In front of the west building of the Douglass Plaza apartments, I pause to listen to the screams of Blue Jays coming from the trees that surround and guard the grounds of the apartment complex. I stand still and scan the thick foliage for the sight of the birds; I cannot see them, and after a few minutes, they stop calling. Suddenly, in the sky above the trees there is a circling hawk. I watch it work, soaring and powering through the air, and the silence of the Jays is understood: Their alarm work is done. On a previous day I had walked past a tree that had a screaming Jay that I could see. It eyed me as I studied it, then hopped onto higher and higher branches and disappeared behind the leaves. But on this day, even though I walked to the edge of a lush green depression that trees guarded, I could not see the Jays. But the leaves and bushes trembled with life, and soon I saw a House Sparrow leap from one hideout and disappear into another.

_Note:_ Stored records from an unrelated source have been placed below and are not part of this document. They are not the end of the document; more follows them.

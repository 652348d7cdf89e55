//! Import/export representation of a layer definition.
//!
//! ```json
//! { "metadata": { "id", "name", "group", "overrideUIMode"?, "attribution"? },
//!   "user": { "groupIndex", "pinned", "enabled", "quickToggle" }?,
//!   "style": { "version", "sources", "layers", "sprite"?, "glyphs"?, "terrain"? } }
//! ```
//!
//! Missing `user` fields decode to their defaults (`enabled = true`, the rest
//! zero/false). Exports omit `user` entirely.

use serde::{Deserialize, Serialize};
use strata_style::StyleFragment;

use crate::record::{LayerMetadata, LayerRecord, LayerUserState};

#[derive(Debug, Clone, PartialEq, Serialize, Deserialize)]
pub struct LayerDefinitionTransport {
	pub metadata: LayerMetadata,
	#[serde(default, skip_serializing_if = "Option::is_none")]
	pub user: Option<LayerUserState>,
	pub style: StyleFragment,
}

impl LayerDefinitionTransport {
	pub fn new(metadata: LayerMetadata, style: StyleFragment) -> Self {
		Self {
			metadata,
			user: None,
			style,
		}
	}

	/// Export form of a record: metadata and style, no user state.
	pub fn export(record: &LayerRecord) -> Self {
		Self {
			metadata: record.metadata.clone(),
			user: None,
			style: record.style.clone(),
		}
	}

	/// Full form of a record, including user state.
	pub fn snapshot(record: &LayerRecord) -> Self {
		Self {
			user: Some(record.user),
			..Self::export(record)
		}
	}

	pub fn id(&self) -> &str {
		&self.metadata.id
	}

	pub fn to_json(&self) -> serde_json::Result<String> {
		serde_json::to_string_pretty(self)
	}

	pub fn from_slice(bytes: &[u8]) -> serde_json::Result<Self> {
		serde_json::from_slice(bytes)
	}
}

Through a window that faces south in a sixth-floor apartment in Douglass Plaza, a bright color winks among the green that surrounds the building and catches my eye. I focus my Bushnell Powerview 7×262 binoculars on the orange-red brilliance that plays in a shaft of sunlight through the thick leaves and find that it is a leaf that, much as an euonymus bush will in the fall, has left the colors of its sisters and turned to a brighter and dying red. As the world rotates and the horizon slowly chews the edges of the sun, dusk descends on this section of Western Pennsylvania and I sit in a chair and watch juvenile Robins preen in a ragged tree. A telephone pole, straight and muscular, three of its five flexed crossarms laden with ceramic resistors, mocks the twisted trees that surround it. On the thick white lines connected to the transistors, birds sit as if notes on an abbreviated staff. In the gathering dark, a quick flitting is a Red-bellied Woodpecker that lands briefly on the Robins’ tree; finding it wanting for insects, it flies away to a thicker cluster of trees.
The day wanes and the cries of birds from the woods become fewer and I move my attention to the interior of my brother’s apartment. I prepare for us baked chicken thighs, brown rice and broccoli, and encourage him to eat it, for we must both build our energy for his upcoming cancer surgery, he as survivor and I, a caretaker in these days of his life.